NetFPGA SUME Reference Manual
Overview
Powered by Xilinx Virtex-7 XC7V690T FPGA, NetFPGA-SUME board is an ideal platform for high-performance and high-density networking design.
32 RocketIO GTH serial transceivers have been used to provide access to 8 lanes of end-point PCI-E (Gen3 x8), 4 SFP+ (10Gbps) ports, 2 SATA-III ports (6Gbps) and 18 data-rate-adjustable GTH ports through a HPC-FMC connector
and a QTH connector.
Wide high-speed memory interfaces in form of 3 x36bit QDRII SRAM interface and 2 x64bit DDR3 SODIMM provide an ideal memory solution for common networking applications.
The board also comes with a modest code base of hardware and software for getting started. The design flow is based on Xilinx Vivado Design Suite and released on github after registration.
Block Diagram
Feature List
FPGA
Xilinx Virtex-7 XC7V690T FFG1761-3
•Memory
Three x36 72Mbits QDR II SRAM (CY7C25652KV18-500BZXC)
Two 4GB DDR3 SODIMM (MT8KTF51264Hz-1G9E1)
Communication Interface
PCI-E Gen3 x8 (8Gbps/lane)
Four SFP+ interface (4 RocketIO GTH transceivers) supporting 10Gbps
Expansion Connectors
QTH Connector (8 RocketIO GTH transceivers)
Two SATA-III ports
One HPC FMC Connector (10 RocketIO GTH transceivers)
One 12-pin Pmod Connector
•Programming
MicroUSB Connector for JTAG programming and debugging (shared with UART interface)

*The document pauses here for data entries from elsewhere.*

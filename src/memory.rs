//! In-memory implementation of every read trait, for tests and embedding.

use std::collections::{BTreeMap, BTreeSet};
use std::sync::{PoisonError, RwLock, RwLockReadGuard, RwLockWriteGuard};

use async_trait::async_trait;
use uuid::Uuid;

use crate::authz::GrantStore;
use crate::category::CategorySource;
use crate::codes::CodeSource;
use crate::errors::AppResult;
use crate::menu::{MenuSource, ProgramMapping};
use crate::models::category::Category;
use crate::models::code::{CommonCode, CommonCodeGroup};
use crate::models::menu::{FavoriteMenu, Menu};
use crate::models::program::{Program, RoleProgram, UserProgram};
use crate::utils::utc_now;

#[derive(Debug, Default)]
struct MemoryData {
    programs: BTreeMap<String, Program>,
    user_roles: BTreeSet<(Uuid, String)>,
    role_programs: BTreeMap<(String, String), RoleProgram>,
    user_programs: BTreeMap<(Uuid, String), UserProgram>,
    menus: BTreeMap<i64, Menu>,
    menu_programs: ProgramMapping,
    favorites: BTreeMap<(Uuid, i64), FavoriteMenu>,
    categories: BTreeMap<i64, Category>,
    groups: BTreeMap<String, CommonCodeGroup>,
    codes: BTreeMap<(String, String), CommonCode>,
}

/// Keyed like the relational schema: writing an existing key replaces the row.
#[derive(Debug, Default)]
pub struct MemoryStore {
    data: RwLock<MemoryData>,
}

impl MemoryStore {
    pub fn new() -> Self {
        Self::default()
    }

    fn read(&self) -> RwLockReadGuard<'_, MemoryData> {
        self.data.read().unwrap_or_else(PoisonError::into_inner)
    }

    fn write(&self) -> RwLockWriteGuard<'_, MemoryData> {
        self.data.write().unwrap_or_else(PoisonError::into_inner)
    }

    pub fn put_program(&self, program: Program) {
        self.write().programs.insert(program.program_id.clone(), program);
    }

    pub fn assign_role(&self, user_id: Uuid, role_code: &str) {
        self.write().user_roles.insert((user_id, role_code.to_string()));
    }

    pub fn revoke_role(&self, user_id: Uuid, role_code: &str) {
        self.write().user_roles.remove(&(user_id, role_code.to_string()));
    }

    pub fn put_role_grant(&self, grant: RoleProgram) {
        let key = (grant.role_code.clone(), grant.program_id.clone());
        self.write().role_programs.insert(key, grant);
    }

    /// Removes a role and, with it, the role's grants and memberships.
    pub fn delete_role(&self, role_code: &str) {
        let mut data = self.write();
        data.role_programs.retain(|(role, _), _| role != role_code);
        data.user_roles.retain(|(_, role)| role != role_code);
    }

    pub fn put_override(&self, ov: UserProgram) {
        let key = (ov.user_id, ov.program_id.clone());
        self.write().user_programs.insert(key, ov);
    }

    pub fn remove_override(&self, user_id: Uuid, program_id: &str) {
        self.write().user_programs.remove(&(user_id, program_id.to_string()));
    }

    pub fn put_menu(&self, menu: Menu, program_id: Option<&str>) {
        let mut data = self.write();
        match program_id {
            Some(program_id) => {
                data.menu_programs.insert(menu.id, program_id.to_string());
            }
            None => {
                data.menu_programs.remove(&menu.id);
            }
        }
        data.menus.insert(menu.id, menu);
    }

    pub fn add_favorite(&self, user_id: Uuid, menu_id: i64) {
        self.write()
            .favorites
            .entry((user_id, menu_id))
            .or_insert_with(|| FavoriteMenu {
                user_id,
                menu_id,
                created_at: utc_now(),
            });
    }

    pub fn put_category(&self, category: Category) {
        self.write().categories.insert(category.id, category);
    }

    pub fn put_group(&self, group: CommonCodeGroup) {
        self.write().groups.insert(group.group_code.clone(), group);
    }

    pub fn put_code(&self, code: CommonCode) {
        let key = (code.group_code.clone(), code.code.clone());
        self.write().codes.insert(key, code);
    }
}

#[async_trait]
impl GrantStore for MemoryStore {
    async fn program(&self, program_id: &str) -> AppResult<Option<Program>> {
        Ok(self.read().programs.get(program_id).cloned())
    }

    async fn programs(&self, program_ids: &BTreeSet<String>) -> AppResult<Vec<Program>> {
        let data = self.read();
        Ok(program_ids
            .iter()
            .filter_map(|id| data.programs.get(id).cloned())
            .collect())
    }

    async fn role_codes(&self, user_id: Uuid) -> AppResult<BTreeSet<String>> {
        Ok(self
            .read()
            .user_roles
            .iter()
            .filter(|(user, _)| *user == user_id)
            .map(|(_, role)| role.clone())
            .collect())
    }

    async fn role_grants(
        &self,
        role_codes: &BTreeSet<String>,
        program_id: &str,
    ) -> AppResult<Vec<RoleProgram>> {
        let data = self.read();
        Ok(role_codes
            .iter()
            .filter_map(|role| {
                data.role_programs
                    .get(&(role.clone(), program_id.to_string()))
                    .cloned()
            })
            .collect())
    }

    async fn role_grants_for_roles(&self, role_codes: &BTreeSet<String>) -> AppResult<Vec<RoleProgram>> {
        Ok(self
            .read()
            .role_programs
            .values()
            .filter(|grant| role_codes.contains(&grant.role_code))
            .cloned()
            .collect())
    }

    async fn user_override(&self, user_id: Uuid, program_id: &str) -> AppResult<Option<UserProgram>> {
        Ok(self
            .read()
            .user_programs
            .get(&(user_id, program_id.to_string()))
            .cloned())
    }

    async fn user_overrides(&self, user_id: Uuid) -> AppResult<Vec<UserProgram>> {
        Ok(self
            .read()
            .user_programs
            .values()
            .filter(|ov| ov.user_id == user_id)
            .cloned()
            .collect())
    }
}

#[async_trait]
impl MenuSource for MemoryStore {
    async fn menus(&self) -> AppResult<Vec<Menu>> {
        Ok(self.read().menus.values().cloned().collect())
    }

    async fn program_mapping(&self) -> AppResult<ProgramMapping> {
        Ok(self.read().menu_programs.clone())
    }

    async fn favorites(&self, user_id: Uuid) -> AppResult<Vec<FavoriteMenu>> {
        Ok(self
            .read()
            .favorites
            .values()
            .filter(|fav| fav.user_id == user_id)
            .cloned()
            .collect())
    }
}

#[async_trait]
impl CategorySource for MemoryStore {
    async fn categories(&self) -> AppResult<Vec<Category>> {
        Ok(self.read().categories.values().cloned().collect())
    }
}

#[async_trait]
impl CodeSource for MemoryStore {
    async fn group(&self, group_code: &str) -> AppResult<Option<CommonCodeGroup>> {
        Ok(self.read().groups.get(group_code).cloned())
    }

    async fn groups(&self) -> AppResult<Vec<CommonCodeGroup>> {
        Ok(self.read().groups.values().cloned().collect())
    }

    async fn codes(&self, group_code: &str) -> AppResult<Vec<CommonCode>> {
        Ok(self
            .read()
            .codes
            .values()
            .filter(|code| code.group_code == group_code)
            .cloned()
            .collect())
    }

    async fn code(&self, group_code: &str, code: &str) -> AppResult<Option<CommonCode>> {
        Ok(self
            .read()
            .codes
            .get(&(group_code.to_string(), code.to_string()))
            .cloned())
    }
}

Xilinx CPLD XC2C512 for FPGA configuration
Two 512Mbits Micron StrataFlash (PC28F512G18A) for bitfile storage
Other I/Os
User LEDs and Push Buttons
Micro-SD Card Slot
Page 1 of 7sume:refmanual [
]
Walk around the Board
Include Board P/N, Version, etc.
Development Environment
Functional Description
Power
Input Supply
The NetFPGA-SUME receives power via a 2 x 4 pin PCI Express Auxiliary Power Connector. The 2 x 4 pin PCI Express Auxiliary Power receptacle (header J14) can accept both 2 x 3 and 2 x 4 pin PCI Express Auxiliary Power Plugs
found on a standard ATX power supply. When installed on a PC motherboard, you can plug the 2 x 3 or 2 x 4 pin PCI Express power supply connector directly into header J14. When used in standalone mode (without a PC motherboard),
pins 15 and 16 of the main 20 pin connector of the standard ATX power supply must be shorted together as shown in Figure 1. If these pins aren’t shorted together then the power supply will not turn on.
Figure 1. Pin 15 and 16 of Standard ATX power supply shorted together.
According to Revision 1.0 of the PCI Express 225 W/300 W High Power Card Electromechanical Specification the 2 x 3 pin plug is guaranteed to deliver up to 75 watts of power, while the 2 x 4 pin plug is guaranteed to deliver up to 150 watts of
power. While the board may be powered by either a 2 x 3 pin or a 2 x 4 pin PCI Express Auxiliary Power plug, due to the potential for high power consumption, Digilent recommends using a 2 x 4 pin plug to provide power whenever
possible.
Figure 2. Power Connector (J14).
Figure 2 describes pin-out of the power connector (header J14) when a 2 x 4 pin or a 2 x 3 pin plug is used. The Sense0 and Sense1 pins are to be connected to GND when power is present, and left floating otherwise. Since the 2 x 3 pin
plug does not include a Sense1 pin it’s possible to determine what type of plug is present, and thus how much power can be consumed.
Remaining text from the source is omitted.